Hansi Flick’s biggest expression of frustration on Saturday afternoon was saved for five minutes from the end of normal time, when a dogged Union Berlin pilfered a hardly inevitable but not exactly undeserved equaliser at the home of the champions, as Marcus Ingvartsen’s scuffed effort rolled over the line. In tandem with RB Leipzig’s easy 4-1 win at Werder Bremen, it trimmed Bayern Munich’s lead at the top of the Bundesliga to five points – an inconvenience rather than a crisis – but the keenest suggestion from hearing Flick shout “Mann!” across the turf was less the effect of the goal itself and more that the coach had been holding it all in over the previous two hours.
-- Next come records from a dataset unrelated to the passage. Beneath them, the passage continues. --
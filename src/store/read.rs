//! Read-only store operations.

use super::ConfigStore;
use super::line::{self, Line};
use super::request::{KeyRequest, KeyValue, SectionEntries};
use crate::Result;
use indexmap::IndexMap;
use std::path::Path;
use tracing::debug;

impl ConfigStore {
    /// Value of one key, or `None` if the file, section or key is missing.
    pub fn read_key(
        &self,
        file: impl AsRef<Path>,
        section: &str,
        key: &str,
    ) -> Result<Option<String>> {
        let mut values = self.read_keys(file, &[KeyRequest::new(section, key)])?;
        Ok(values.pop().flatten())
    }

    /// Values for a batch of keys, aligned with `requests`.
    ///
    /// The first occurrence of a key inside its section wins. The scan stops
    /// once every request has an answer.
    pub fn read_keys(
        &self,
        file: impl AsRef<Path>,
        requests: &[KeyRequest],
    ) -> Result<Vec<Option<String>>> {
        let path = file.as_ref();
        let mut values: Vec<Option<String>> = vec![None; requests.len()];
        if requests.is_empty() {
            return Ok(values);
        }

        self.scan(path, |source| {
            let mut remaining = requests.len();
            let mut section: Option<String> = None;
            while let Some(raw) = source.next_line()? {
                match line::classify(&raw) {
                    Line::Header(name) => section = Some(name.to_string()),
                    Line::Key { key, value } => {
                        let Some(current) = section.as_deref() else {
                            continue;
                        };
                        for (req, slot) in requests.iter().zip(values.iter_mut()) {
                            if slot.is_none() && req.targets(current, key) {
                                *slot = Some(value.to_string());
                                remaining -= 1;
                            }
                        }
                        if remaining == 0 {
                            break;
                        }
                    }
                    _ => {}
                }
            }
            Ok(())
        })?;

        debug!(
            file = %path.display(),
            requested = requests.len(),
            found = values.iter().filter(|v| v.is_some()).count(),
            "read keys"
        );
        Ok(values)
    }

    /// Key/value pairs of one section, `None` if it is absent.
    pub fn read_section(
        &self,
        file: impl AsRef<Path>,
        section: &str,
    ) -> Result<Option<Vec<KeyValue>>> {
        let mut sections = self.read_sections(file, &[section])?;
        Ok(sections.pop().flatten())
    }

    /// Key/value pairs of several sections in one pass, aligned with
    /// `sections`. Comments and raw lines are skipped.
    pub fn read_sections(
        &self,
        file: impl AsRef<Path>,
        sections: &[impl AsRef<str>],
    ) -> Result<Vec<Option<Vec<KeyValue>>>> {
        self.collect_sections(file.as_ref(), sections, |raw| match line::classify(raw) {
            Line::Key { key, value } => Some(KeyValue::new(key, value)),
            _ => None,
        })
    }

    /// Trimmed lines of one section, comments excluded.
    pub fn read_raw_section(
        &self,
        file: impl AsRef<Path>,
        section: &str,
        include_blank: bool,
    ) -> Result<Option<Vec<String>>> {
        let mut sections = self.read_raw_sections(file, &[section], include_blank)?;
        Ok(sections.pop().flatten())
    }

    /// Trimmed lines of several sections in one pass, aligned with
    /// `sections`.
    pub fn read_raw_sections(
        &self,
        file: impl AsRef<Path>,
        sections: &[impl AsRef<str>],
        include_blank: bool,
    ) -> Result<Vec<Option<Vec<String>>>> {
        self.collect_sections(file.as_ref(), sections, |raw| match line::classify(raw) {
            Line::Comment => None,
            Line::Blank if !include_blank => None,
            _ => Some(raw.trim().to_string()),
        })
    }

    /// Feed the trimmed body lines of one section to `visit` as they are
    /// read, without collecting them. Comments are skipped. Returns whether
    /// the section exists.
    ///
    /// The shared lock is held until the scan ends, so `visit` must not call
    /// back into the store for the same file.
    pub fn stream_raw_section(
        &self,
        file: impl AsRef<Path>,
        section: &str,
        include_blank: bool,
        mut visit: impl FnMut(&str) -> Result<()>,
    ) -> Result<bool> {
        let path = file.as_ref();
        let mut found = false;
        let mut streamed = 0usize;
        self.scan(path, |source| {
            let mut inside = false;
            while let Some(raw) = source.next_line()? {
                match line::classify(&raw) {
                    Line::Header(name) => {
                        inside = line::same_name(section, name);
                        found |= inside;
                    }
                    _ if !inside => {}
                    Line::Comment => {}
                    Line::Blank if !include_blank => {}
                    _ => {
                        visit(raw.trim())?;
                        streamed += 1;
                    }
                }
            }
            Ok(())
        })?;

        debug!(file = %path.display(), section, found, streamed, "streamed section");
        Ok(found)
    }

    /// Whole file as ordered sections. Repeated headers are merged and a
    /// later duplicate key replaces the earlier value in place.
    pub fn read_all(&self, file: impl AsRef<Path>) -> Result<Vec<SectionEntries>> {
        let path = file.as_ref();
        let mut sections: IndexMap<String, (String, IndexMap<String, KeyValue>)> =
            IndexMap::new();

        self.scan(path, |source| {
            let mut current: Option<String> = None;
            while let Some(raw) = source.next_line()? {
                match line::classify(&raw) {
                    Line::Header(name) => {
                        let id = name.to_lowercase();
                        sections
                            .entry(id.clone())
                            .or_insert_with(|| (name.to_string(), IndexMap::new()));
                        current = Some(id);
                    }
                    Line::Key { key, value } => {
                        let Some(entries) = current
                            .as_ref()
                            .and_then(|id| sections.get_mut(id))
                            .map(|(_, entries)| entries)
                        else {
                            continue;
                        };
                        entries.insert(key.to_lowercase(), KeyValue::new(key, value));
                    }
                    _ => {}
                }
            }
            Ok(())
        })?;

        Ok(sections
            .into_values()
            .map(|(name, entries)| SectionEntries {
                name,
                entries: entries.into_values().collect(),
            })
            .collect())
    }

    /// Distinct section names in file order, as first spelled.
    pub fn section_names(&self, file: impl AsRef<Path>) -> Result<Vec<String>> {
        let mut names: IndexMap<String, String> = IndexMap::new();
        self.scan(file.as_ref(), |source| {
            while let Some(raw) = source.next_line()? {
                if let Line::Header(name) = line::classify(&raw) {
                    names
                        .entry(name.to_lowercase())
                        .or_insert_with(|| name.to_string());
                }
            }
            Ok(())
        })?;
        Ok(names.into_values().collect())
    }

    pub fn contains_section(&self, file: impl AsRef<Path>, section: &str) -> Result<bool> {
        self.scan(file.as_ref(), |source| {
            while let Some(raw) = source.next_line()? {
                if let Line::Header(name) = line::classify(&raw) {
                    if line::same_name(name, section) {
                        return Ok(true);
                    }
                }
            }
            Ok(false)
        })
    }

    /// Gather the body lines of the requested sections, mapped through
    /// `pick`. Sections never seen stay `None`.
    fn collect_sections<T: Clone>(
        &self,
        path: &Path,
        sections: &[impl AsRef<str>],
        pick: impl Fn(&str) -> Option<T>,
    ) -> Result<Vec<Option<Vec<T>>>> {
        let mut results: Vec<Option<Vec<T>>> = sections.iter().map(|_| None).collect();
        if sections.is_empty() {
            return Ok(results);
        }

        self.scan(path, |source| {
            let mut active: Vec<usize> = Vec::new();
            while let Some(raw) = source.next_line()? {
                if let Line::Header(name) = line::classify(&raw) {
                    active.clear();
                    for (idx, wanted) in sections.iter().enumerate() {
                        if line::same_name(wanted.as_ref(), name) {
                            results[idx].get_or_insert_with(Vec::new);
                            active.push(idx);
                        }
                    }
                    continue;
                }
                if active.is_empty() {
                    continue;
                }
                let Some(item) = pick(&raw) else {
                    continue;
                };
                for &idx in &active {
                    if let Some(items) = results[idx].as_mut() {
                        items.push(item.clone());
                    }
                }
            }
            Ok(())
        })?;

        debug!(
            file = %path.display(),
            requested = sections.len(),
            found = results.iter().filter(|r| r.is_some()).count(),
            "read sections"
        );
        Ok(results)
    }
}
The pressure had been building as the minutes ticked away – coming not from Union, or even really from the game itself, but from Bayern’s evolving situation, a rarely experienced, nagging doubt that had arguably begun before the Champions League quarter-final first leg with Paris Saint-Germain last Wednesday and continued to fester during and after the event. The reverse in the rerun of last year’s final was one thing and, despite the three away goals conceded, L’Equipe’s morning-after underlining that 95 per cent of teams to have won 3-2 away in the first leg of a European tie since 1970 had gone on to progress had rarely seemed less relevant.
Tension-building
This is not just Bayern but Flick’s Bayern, a particular Bayern built not just on will and self-assurance but upon daring and a deep well or invention. On other knockout occasions producing the same or similar, commentators and analysts would have said not to rule out the vanquished as a tension-building, almost contractual obligation. We know what this Bayern side are made of. Yet as absentees mount up, the stress levels are really rising amid a growing sense of internal conflict at Säbener Strasse.
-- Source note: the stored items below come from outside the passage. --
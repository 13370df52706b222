//! TOML schema for the store configuration file.

use crate::Result;
use crate::codec::TextCodec;
use serde::{Deserialize, Serialize};
use std::path::{Path, PathBuf};

/// Line terminator written by the store.
#[derive(Debug, Clone, Copy, Default, PartialEq, Eq, Serialize, Deserialize)]
#[serde(rename_all = "lowercase")]
pub enum LineEnding {
    /// `\n`
    #[default]
    Lf,
    /// `\r\n`
    Crlf,
}

impl LineEnding {
    /// Parse from string, case-insensitive.
    pub fn parse(s: &str) -> Option<Self> {
        match s.to_lowercase().as_str() {
            "lf" | "unix" => Some(LineEnding::Lf),
            "crlf" | "windows" => Some(LineEnding::Crlf),
            _ => None,
        }
    }

    /// The terminator itself.
    pub fn as_str(&self) -> &'static str {
        match self {
            LineEnding::Lf => "\n",
            LineEnding::Crlf => "\r\n",
        }
    }

    pub fn name(&self) -> &'static str {
        match self {
            LineEnding::Lf => "lf",
            LineEnding::Crlf => "crlf",
        }
    }
}

impl std::fmt::Display for LineEnding {
    fn fmt(&self, f: &mut std::fmt::Formatter<'_>) -> std::fmt::Result {
        write!(f, "{}", self.name())
    }
}

/// Store settings.
///
/// # TOML Schema
///
/// ```toml
/// line-ending = "crlf"
/// new-file-codec = "utf8-bom"
/// temp-dir = "/var/tmp"
/// fsync = false
/// ```
#[derive(Debug, Clone, PartialEq, Eq, Serialize, Deserialize)]
#[serde(default, rename_all = "kebab-case", deny_unknown_fields)]
pub struct StoreConfig {
    /// Terminator for every line the store writes
    pub line_ending: LineEnding,

    /// Codec for files the store creates (existing files keep theirs)
    pub new_file_codec: TextCodec,

    /// Directory for staged rewrites. When unset the temp file is created
    /// next to the destination so the final rename is atomic.
    pub temp_dir: Option<PathBuf>,

    /// Sync staged files to disk before they replace the destination
    pub fsync: bool,
}

impl Default for StoreConfig {
    fn default() -> Self {
        Self {
            line_ending: LineEnding::Lf,
            new_file_codec: TextCodec::Utf8,
            temp_dir: None,
            fsync: true,
        }
    }
}

impl StoreConfig {
    /// Create a config with default values.
    pub fn new() -> Self {
        Self::default()
    }

    /// Parse a config from TOML text.
    pub fn from_toml_str(text: &str) -> Result<Self> {
        let config: StoreConfig = toml::from_str(text)?;
        config.validate()?;
        Ok(config)
    }

    /// Load a config file.
    pub fn load(path: &Path) -> Result<Self> {
        let text = std::fs::read_to_string(path)?;
        Self::from_toml_str(&text)
    }

    /// Validate the config values.
    pub fn validate(&self) -> Result<()> {
        if let Some(dir) = &self.temp_dir {
            if dir.as_os_str().is_empty() {
                return Err(crate::Error::InvalidInput(
                    "temp-dir must not be empty".to_string(),
                ));
            }
        }
        Ok(())
    }

    pub fn with_line_ending(mut self, line_ending: LineEnding) -> Self {
        self.line_ending = line_ending;
        self
    }

    pub fn with_new_file_codec(mut self, codec: TextCodec) -> Self {
        self.new_file_codec = codec;
        self
    }

    pub fn with_temp_dir(mut self, dir: impl Into<PathBuf>) -> Self {
        self.temp_dir = Some(dir.into());
        self
    }
}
Flick spoke in the wake of the Union draw of the importance “that we regather our strength, switch off and clear our heads”. It felt like a call for calm after his Friday press conference which had made for fraught viewing, as with shades of the beginning of the end for Thomas Tuchel at PSG Flick ventured: “Last year we had a team that – and everyone knows this and everyone will agree with me – was qualitatively better than the team this year,” before making it clear he was shutting down any queries over his future and the Germany job. Outside the floor in the press conference, naturally, the big question won’t go away. Kicker’s traditional Sunday morning poll of the week posed the question of who is more important for Bayern – Flick or the sporting director, Hasan Salihamidzic?
“Outwardly and inwardly,” Süddeutsche Zeitung’s Christof Kneer wrote this week, “the club does not speak with one voice” and, of course, it never has. This is the price for traditionally having the strongest upstairs structure of any club in the European game. Yet while Bayern’s coach might often be a pawn in a power struggle, he is rarely a participant. While the differences between Tuchel’s differences with Leonardo at PSG and Flick’s with Salihamidzic are clear, with Flick openly identifying himself as part of Bayern’s bumps in the road on Friday and very deliberately stating he still has “a great team” at his disposal, the friction is clear.
Every time Jérôme Boateng, a Flick favourite invited to find himself a new employer at the season’s end by Salihamidzic, appears it comes to mind. Even Tiago Dantas, the diminutive Portuguese midfielder who performed creditably against Union on his first start, is a minor symbol of the conflict; brought on loan from Benfica at Flick’s behest and unlikely to have the permanent option on his services taken up, yet blooded into the first team by the coach after Bayern had already indicated to the Portuguese giants that would be the case.
Personnel difficulties
Dantas’s inclusion was not political with Flick down to the bare bones, recalling the personnel difficulties that stymied Bayern’s efforts towards a comeback in 2015’s semi-final with Barcelona. The much-changed team to face Union contained two debutants in the XI (Dantas and Josip Stanisic) and another three on the bench without a first-team minute to their name before Saturday. The minute the fist-bumps between Flick and his opposite number Urs Fischer and their support staff were effected on the final whistle, the Bayern coach’s thoughts switched to Tuesday, publicly. Privately, they were already there.
There is much to ponder. Robert Lewandowski’s hope of a near-miraculous comeback for the second leg seems destined to end in disappointment, so the withdrawal of Kingsley Coman against Union (precautionary, according to Flick) and the absence of Leon Goretzka – not a direct replacement for the prolific Pole by any means, but a substantial target for his partner-in-crime Joshua Kimmich’s favourite diagonal ball from infield – with muscle tightness are major issues. The Goretzka-Kimmich partnership is at the heart of the best Bayern, and any curbing of this would be a sharp brake on the team’s ability to build momentum on Tuesday, and a huge boost to PSG. With Serge Gnabry having pulled out on the eve of the first game after a positive Covid-19 test and still quarantining for the return, Bayern have little room for manoeuvre.
In an era when few care to consider the influence of luck in Europe’s premier knockout competition Bayern will need an overdue helping of it but firstly, they will need to recover their sangfroid. Yet just like in 2015, if Bayern are to go down, they will do so with their boots on.